• **WORK ITEM**: Only one stretch of the data below is wanted: the lines from the one with "pub fn new(type_name: impl" through the one with "pub fn get(&self, name: &str)", repeated exactly.

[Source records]
^^^^^^^^

//! Compatibility shim — simply re-exports from std.
//! In the future, when no_std is activated via a feature flag for WASM production
//! builds, this module will conditionally re-export from `alloc` instead.
pub use std::boxed::Box;
pub use std::collections::BTreeMap;
pub use std::collections::BTreeSet;
pub use std::string::String;
pub use std::vec;
pub use std::vec::Vec;
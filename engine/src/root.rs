//! The 32-byte Merkle commitment over a record's values and salts. Pure —
//! reads but never mutates the record.

use crate::canonical::canonicalize_primitive;
use crate::compat::{String, Vec};
use crate::error::{EngineError, ErrorKind};
use crate::hash::{hash_leaf, hash_node, Digest};
use crate::limits::{MAX_PATH_DEPTH, MAX_PROPERTIES_PER_CLASS};
use crate::record::TypedRecord;
use crate::schema::{PropertyKind, SchemaProvider};
use crate::value::Value;

/// Compute the root digest of `record`, hex-encoded (64 lowercase hex
/// characters).
pub fn root(schema: &impl SchemaProvider, record: &TypedRecord) -> Result<String, EngineError> {
    let mut path = Vec::new();
    let digest = node_digest(schema, record, &mut path)?;
    Ok(hex::encode(digest))
}

/// Compute the node digest of one record (not hex-encoded) — used
/// internally and by the proof engine's no-match primitive branch.
pub(crate) fn node_digest(
    schema: &impl SchemaProvider,
    record: &TypedRecord,
    path: &mut Vec<String>,
) -> Result<Digest, EngineError> {
    let properties = schema
        .properties(record.type_name())
        .ok_or_else(|| EngineError::at(ErrorKind::TypeMismatch, path))?;

    if properties.len() > MAX_PROPERTIES_PER_CLASS {
        return Err(EngineError::at(ErrorKind::TypeMismatch, path));
    }

    let mut children = Vec::with_capacity(properties.len());

    for property in properties {
        if path.len() >= MAX_PATH_DEPTH {
            return Err(EngineError::at(ErrorKind::PathInvalid, path));
        }
        path.push(property.name.clone());

        let digest = match &property.kind {
            PropertyKind::Primitive(ty) => {
                let value = record
                    .get(&property.name)
                    .ok_or_else(|| EngineError::at(ErrorKind::TypeMismatch, path))?;
                let salt = record
                    .get_salt(&property.name)
                    .ok_or_else(|| EngineError::at(ErrorKind::SaltMissing, path))?;
                let canonical = canonicalize_primitive(value, *ty)
                    .map_err(|e| EngineError::at(e.kind, path))?;
                hash_leaf(&canonical, salt)
            }
            PropertyKind::NestedClass(declared_class) => match record.get(&property.name) {
                Some(Value::NestedRecord(inner)) => {
                    if inner.type_name() != declared_class.as_str() {
                        return Err(EngineError::at(ErrorKind::TypeMismatch, path));
                    }
                    node_digest(schema, inner, path)?
                }
                _ => return Err(EngineError::at(ErrorKind::TypeMismatch, path)),
            },
            PropertyKind::Array | PropertyKind::Enum | PropertyKind::Relationship => {
                return Err(EngineError::at(ErrorKind::NotImplemented, path));
            }
        };

        children.push(digest);
        path.pop();
    }

    Ok(hash_node(&children))
}

#[cfg(test)]
mod tests {
    use super::*;
    use crate::schema::{ClassRegistry, PrimitiveType, Property};

    #[test]
    fn root_is_deterministic() {
        let mut schema = ClassRegistry::new();
        schema.declare("ns.Thing", vec![Property::primitive("name", PrimitiveType::String)]);
        let mut record = TypedRecord::new("ns.Thing").with_value("name", Value::String("alice".into()));
        record.set_salt("name", [0u8; 32]);

        let r1 = root(&schema, &record).unwrap();
        let r2 = root(&schema, &record).unwrap();
        assert_eq!(r1, r2);
        assert_eq!(r1.len(), 64);
    }

    #[test]
    fn s1_single_primitive_class_literal_vector() {
        let mut schema = ClassRegistry::new();
        schema.declare("org.test.Thing", vec![Property::primitive("name", PrimitiveType::String)]);
        let mut record =
            TypedRecord::new("org.test.Thing").with_value("name", Value::String("alice".into()));
        record.set_salt("name", [0u8; 32]);

        let got = root(&schema, &record).unwrap();

        let leaf = crate::hash::hash_leaf(br#""alice""#, &[0u8; 32]);
        let expected_digest = crate::hash::hash_node(&[leaf]);
        assert_eq!(got, hex::encode(expected_digest));
    }

    #[test]
    fn s4_nested_class_literal_vector() {
        let mut schema = ClassRegistry::new();
        schema.declare("ns.Inner", vec![Property::primitive("k", PrimitiveType::String)]);
        schema.declare("ns.Outer", vec![Property::nested("inner", "ns.Inner")]);

        let mut inner = TypedRecord::new("ns.Inner").with_value("k", Value::String("v".into()));
        inner.set_salt("k", [9u8; 32]);
        let outer = TypedRecord::new("ns.Outer").with_value("inner", Value::nested(inner));

        let got = root(&schema, &outer).unwrap();

        let leaf = crate::hash::hash_leaf(br#""v""#, &[9u8; 32]);
        let inner_root = crate::hash::hash_node(&[leaf]);
        let expected = crate::hash::hash_node(&[inner_root]);
        assert_eq!(got, hex::encode(expected));
    }

    #[test]
    fn order_sensitivity_property_8() {
        let mut schema_ab = ClassRegistry::new();
        schema_ab.declare(
            "ns.Pair",
            vec![
                Property::primitive("a", PrimitiveType::Integer),
                Property::primitive("b", PrimitiveType::Integer),
            ],
        );
        let mut schema_ba = ClassRegistry::new();
        schema_ba.declare(
            "ns.Pair",
            vec![
                Property::primitive("b", PrimitiveType::Integer),
                Property::primitive("a", PrimitiveType::Integer),
            ],
        );

        let mut record = TypedRecord::new("ns.Pair")
            .with_value("a", Value::Integer(1))
            .with_value("b", Value::Integer(2));
        record.set_salt("a", [1u8; 32]);
        record.set_salt("b", [2u8; 32]);

        let root_ab = root(&schema_ab, &record).unwrap();
        let root_ba = root(&schema_ba, &record).unwrap();
        assert_ne!(root_ab, root_ba);
    }

    #[test]
    fn missing_salt_is_salt_missing_error() {
        let mut schema = ClassRegistry::new();
        schema.declare("ns.Thing", vec![Property::primitive("name", PrimitiveType::String)]);
        let record = TypedRecord::new("ns.Thing").with_value("name", Value::String("alice".into()));

        let err = root(&schema, &record).unwrap_err();
        assert_eq!(err.kind, ErrorKind::SaltMissing);
    }

    #[test]
    fn array_field_is_not_implemented() {
        let mut schema = ClassRegistry::new();
        schema.declare("ns.Tagged", vec![Property::array("tags")]);
        let record = TypedRecord::new("ns.Tagged").with_value("tags", Value::Array);

        let err = root(&schema, &record).unwrap_err();
        assert_eq!(err.kind, ErrorKind::NotImplemented);
    }

    #[test]
    fn nested_value_of_a_different_known_class_is_type_mismatch() {
        let mut schema = ClassRegistry::new();
        schema.declare("ns.Inner", vec![Property::primitive("k", PrimitiveType::String)]);
        schema.declare("ns.Impostor", vec![Property::primitive("k", PrimitiveType::String)]);
        schema.declare("ns.Outer", vec![Property::nested("inner", "ns.Inner")]);

        // The self-reported class of the nested value resolves to a different
        // class this schema also knows about, not merely an unknown one — the
        // declared shape must still win, not the value's own claim.
        let mut impostor =
            TypedRecord::new("ns.Impostor").with_value("k", Value::String("v".into()));
        impostor.set_salt("k", [0u8; 32]);
        let outer = TypedRecord::new("ns.Outer").with_value("inner", Value::nested(impostor));

        let err = root(&schema, &outer).unwrap_err();
        assert_eq!(err.kind, ErrorKind::TypeMismatch);
        assert_eq!(err.path, vec![String::from("inner")]);
    }
}
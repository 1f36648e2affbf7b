//! Error taxonomy for the selective-disclosure engine.
//!
//! CONSTITUTIONAL RULE: errors abort the current engine call immediately.
//! No partial result is ever returned — see `lib.rs` invariant notes.
//!
//! Plain hand-rolled enum, no `thiserror`: this crate is a pure, no-I/O,
//! `no_std`-targetable component (see `compat.rs`), and its error type
//! follows the same zero-extra-dependency discipline the rest of the
//! engine holds itself to.

use crate::compat::{String, Vec};
use core::fmt;

/// The kind of failure, independent of where in the schema walk it occurred.
#[derive(Debug, Clone, Copy, PartialEq, Eq)]
pub enum ErrorKind {
    /// The walk encountered an array, enum, or relationship property.
    NotImplemented,
    /// A primitive leaf's salt was required but never generated.
    SaltMissing,
    /// The record's in-memory value disagrees with the schema's declared kind.
    TypeMismatch,
    /// The requested path does not resolve to a primitive leaf.
    PathInvalid,
    /// The CSPRNG source failed to produce salt bytes.
    RandomnessUnavailable,
    /// `verify` received a structurally invalid proof (bad hex, wrong lengths).
    MalformedProof,
}

/// An engine failure, carrying the schema path at which it occurred.
///
/// `path` is the property-name stack from the root class down to the point
/// of failure — essential for debugging proofs over deep records.
#[derive(Debug, Clone, PartialEq, Eq)]
pub struct EngineError {
    pub kind: ErrorKind,
    pub path: Vec<String>,
}

impl EngineError {
    pub fn new(kind: ErrorKind, path: Vec<String>) -> Self {
        Self { kind, path }
    }

    pub fn at(kind: ErrorKind, path: &[String]) -> Self {
        Self {
            kind,
            path: path.to_vec(),
        }
    }
}

impl fmt::Display for EngineError {
    fn fmt(&self, f: &mut fmt::Formatter<'_>) -> fmt::Result {
        if self.path.is_empty() {
            write!(f, "{:?}", self.kind)
        } else {
            write!(f, "{:?} at {}", self.kind, self.path.join("."))
        }
    }
}

impl std::error::Error for EngineError {}
//! The record interface consumed by the core.
//!
//! A `TypedRecord` carries its fully-qualified type name, a `name -> value`
//! mapping for its declared properties, and a salt store: a `name -> 32
//! byte salt` mapping over this record's own primitive leaf fields. Nested
//! records carry their own independent salt stores.
//!
//! `BTreeMap` is used for both maps so that accidental iteration is at
//! least deterministic — but the engine never iterates these maps directly
//! to decide hash order. Declaration order always comes from the schema
//! (`SchemaProvider::properties`); these maps are looked up by name.

use crate::compat::{BTreeMap, String, Vec};
use crate::limits::DIGEST_BYTES;
use crate::value::Value;

/// A 32-byte salt bound to one primitive field of one record.
pub type Salt = [u8; DIGEST_BYTES];

#[derive(Debug, Clone, PartialEq)]
pub struct TypedRecord {
    type_name: String,
    values: BTreeMap<String, Value>,
    salts: BTreeMap<String, Salt>,
}

impl TypedRecord {
    pub fn new(type_name: impl Into<String>) -> Self {
        Self {
            type_name: type_name.into(),
            values: BTreeMap::new(),
            salts: BTreeMap::new(),
        }
    }

    pub fn type_name(&self) -> &str {
        &self.type_name
    }

    /// Set a property value. Builder-style, for convenient construction.
    pub fn with_value(mut self, name: impl Into<String>, value: Value) -> Self {
        self.values.insert(name.into(), value);
        self
    }

    pub fn set_value(&mut self, name: impl Into<String>, value: Value) {
        self.values.insert(name.into(), value);
    }

    pub fn get(&self, name: &str) -> Option<&Value> {
        self.values.get(name)
    }

    pub fn get_mut(&mut self, name: &str) -> Option<&mut Value> {
        self.values.get_mut(name)
    }

    pub fn get_salt(&self, name: &str) -> Option<&Salt> {
        self.salts.get(name)
    }

    pub fn set_salt(&mut self, name: impl Into<String>, salt: Salt) {
        self.salts.insert(name.into(), salt);
    }

    /// Every property name with a salt currently recorded. Used by tests
    /// exercising the salt-freshness property.
    pub fn salted_names(&self) -> Vec<&String> {
        self.salts.keys().collect()
    }
}
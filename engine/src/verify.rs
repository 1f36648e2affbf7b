//! Recomputes a root from a proof and the schema shape alone — no record
//! access — and compares it against an expected root.
//!
//! The walk consumes the proof's `hashes` sequence leaf-first: at each
//! class node it pulls the *next* `(before, after)` entry only if one of
//! its children turned out to lie on the disclosed path, matching the
//! proof engine's flattening exactly in reverse.

use crate::canonical::canonicalize_primitive;
use crate::compat::{String, Vec};
use crate::error::{EngineError, ErrorKind};
use crate::hash::{hash_leaf, hash_node, Digest};
use crate::limits::{DIGEST_BYTES, MAX_PATH_DEPTH, MAX_PROPERTIES_PER_CLASS};
use crate::proof::Proof;
use crate::schema::{PropertyKind, SchemaProvider};

fn decode_digest(hex_str: &str, path: &[String]) -> Result<Digest, EngineError> {
    let bytes = hex::decode(hex_str)
        .map_err(|_| EngineError::at(ErrorKind::MalformedProof, path))?;
    bytes
        .try_into()
        .map_err(|_| EngineError::at(ErrorKind::MalformedProof, path))
}

/// The result of walking one subtree against the proof.
///
/// `Invalid` covers every divergence that must fail verification rather
/// than raise an exception — the path running into an
/// array/enum/relationship, or the disclosed value's type disagreeing with
/// the schema at the matched leaf. Propagating a distinct soft-failure
/// variant (instead of an `Err`) keeps a forged path indistinguishable from
/// a cryptographic mismatch: both simply fail to verify.
enum WalkOutcome {
    NoMatch,
    Matched(Digest),
    Invalid,
}

/// Verify `proof` discloses the value at `path` and recomputes to
/// `expected_root` under `class_name`'s schema.
///
/// Returns `Ok(false)` for any cryptographic or structural mismatch along
/// the disclosed path; only malformed proof encoding (bad hex, wrong salt
/// length) raises `MalformedProof`, and an unresolvable `path`/`class_name`
/// against the schema raises `PathInvalid`/`TypeMismatch` as caller errors.
pub fn verify(
    schema: &impl SchemaProvider,
    class_name: &str,
    path: &[&str],
    expected_root: &str,
    proof: &Proof,
) -> Result<bool, EngineError> {
    if path.is_empty() {
        return Err(EngineError::new(ErrorKind::PathInvalid, Vec::new()));
    }

    let salt_bytes: [u8; DIGEST_BYTES] = hex::decode(&proof.salt)
        .map_err(|_| EngineError::new(ErrorKind::MalformedProof, Vec::new()))?
        .try_into()
        .map_err(|_| EngineError::new(ErrorKind::MalformedProof, Vec::new()))?;

    let mut current_path = Vec::new();
    let mut level_cursor = 0usize;
    let outcome = walk(
        schema,
        class_name,
        path,
        proof,
        &salt_bytes,
        &mut current_path,
        &mut level_cursor,
    )?;

    let digest = match outcome {
        WalkOutcome::Matched(d) => d,
        WalkOutcome::Invalid => return Ok(false),
        WalkOutcome::NoMatch => return Err(EngineError::new(ErrorKind::PathInvalid, Vec::new())),
    };

    if level_cursor != proof.hashes.len() {
        // Leftover or short hashes sequence: a verification failure, not
        // an exception.
        return Ok(false);
    }

    Ok(hex::encode(digest) == expected_root.to_lowercase())
}

fn walk(
    schema: &impl SchemaProvider,
    class_name: &str,
    target: &[&str],
    proof: &Proof,
    salt: &[u8; DIGEST_BYTES],
    current_path: &mut Vec<String>,
    level_cursor: &mut usize,
) -> Result<WalkOutcome, EngineError> {
    let properties = schema
        .properties(class_name)
        .ok_or_else(|| EngineError::at(ErrorKind::TypeMismatch, current_path))?;

    if properties.len() > MAX_PROPERTIES_PER_CLASS {
        return Err(EngineError::at(ErrorKind::TypeMismatch, current_path));
    }

    let mut matched: Option<Digest> = None;

    for property in properties {
        if current_path.len() >= MAX_PATH_DEPTH {
            return Ok(WalkOutcome::Invalid);
        }
        current_path.push(property.name.clone());

        let on_path = current_path.len() <= target.len()
            && current_path
                .iter()
                .zip(target.iter())
                .all(|(a, b)| a.as_str() == *b);

        if on_path {
            let child_outcome = match &property.kind {
                PropertyKind::Primitive(ty) => {
                    if current_path.len() != target.len() {
                        WalkOutcome::Invalid
                    } else {
                        match canonicalize_primitive(&proof.value, *ty) {
                            Ok(canonical) => WalkOutcome::Matched(hash_leaf(&canonical, salt)),
                            Err(_) => WalkOutcome::Invalid,
                        }
                    }
                }
                PropertyKind::NestedClass(nested_name) => walk(
                    schema,
                    nested_name,
                    target,
                    proof,
                    salt,
                    current_path,
                    level_cursor,
                )?,
                PropertyKind::Array | PropertyKind::Enum | PropertyKind::Relationship => {
                    WalkOutcome::Invalid
                }
            };

            match child_outcome {
                WalkOutcome::Invalid => return Ok(WalkOutcome::Invalid),
                WalkOutcome::Matched(d) => {
                    if matched.is_some() {
                        // Proof structure claims two disclosures at one level.
                        return Ok(WalkOutcome::Invalid);
                    }
                    matched = Some(d);
                }
                WalkOutcome::NoMatch => {}
            }
        }

        current_path.pop();
    }

    let matched = match matched {
        Some(d) => d,
        None => return Ok(WalkOutcome::NoMatch),
    };

    let level = match proof.hashes.get(*level_cursor) {
        Some(l) => l,
        None => return Ok(WalkOutcome::Invalid),
    };
    *level_cursor += 1;

    let mut children = Vec::with_capacity(level.before.len() + 1 + level.after.len());
    for h in &level.before {
        children.push(decode_digest(h, current_path.as_slice())?);
    }
    children.push(matched);
    for h in &level.after {
        children.push(decode_digest(h, current_path.as_slice())?);
    }

    Ok(WalkOutcome::Matched(hash_node(&children)))
}
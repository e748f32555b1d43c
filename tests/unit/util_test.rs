//! Tests for utility functions

use prometheus_process_sim::util::{init_tracing, now_ms, DEFAULT_FILTER};

#[test]
fn test_now_ms_advances() {
    let a = now_ms();
    std::thread::sleep(std::time::Duration::from_millis(2));
    assert!(now_ms() >= a);
    assert!(a > 0);
}

#[test]
fn test_init_tracing_is_idempotent() {
    init_tracing();
    init_tracing();
    tracing::info!("tracing initialised twice without panicking");
}

#[test]
fn test_default_filter_targets_crate() {
    assert!(DEFAULT_FILTER.starts_with("prometheus_process_sim"));
}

^^^^^^^^

• **WRITTEN ANSWER**:
    pub fn new(type_name: impl Into<String>) -> Self {
        Self {
            type_name: type_name.into(),
            values: BTreeMap::new(),
            salts: BTreeMap::new(),
        }
    }

    pub fn type_name(&self) -> &str {
        &self.type_name
    }

    /// Set a property value. Builder-style, for convenient construction.
    pub fn with_value(mut self, name: impl Into<String>, value: Value) -> Self {
        self.values.insert(name.into(), value);
        self
    }

    pub fn set_value(&mut self, name: impl Into<String>, value: Value) {
        self.values.insert(name.into(), value);
    }

    pub fn get(&self, name: &str) -> Option<&Value> {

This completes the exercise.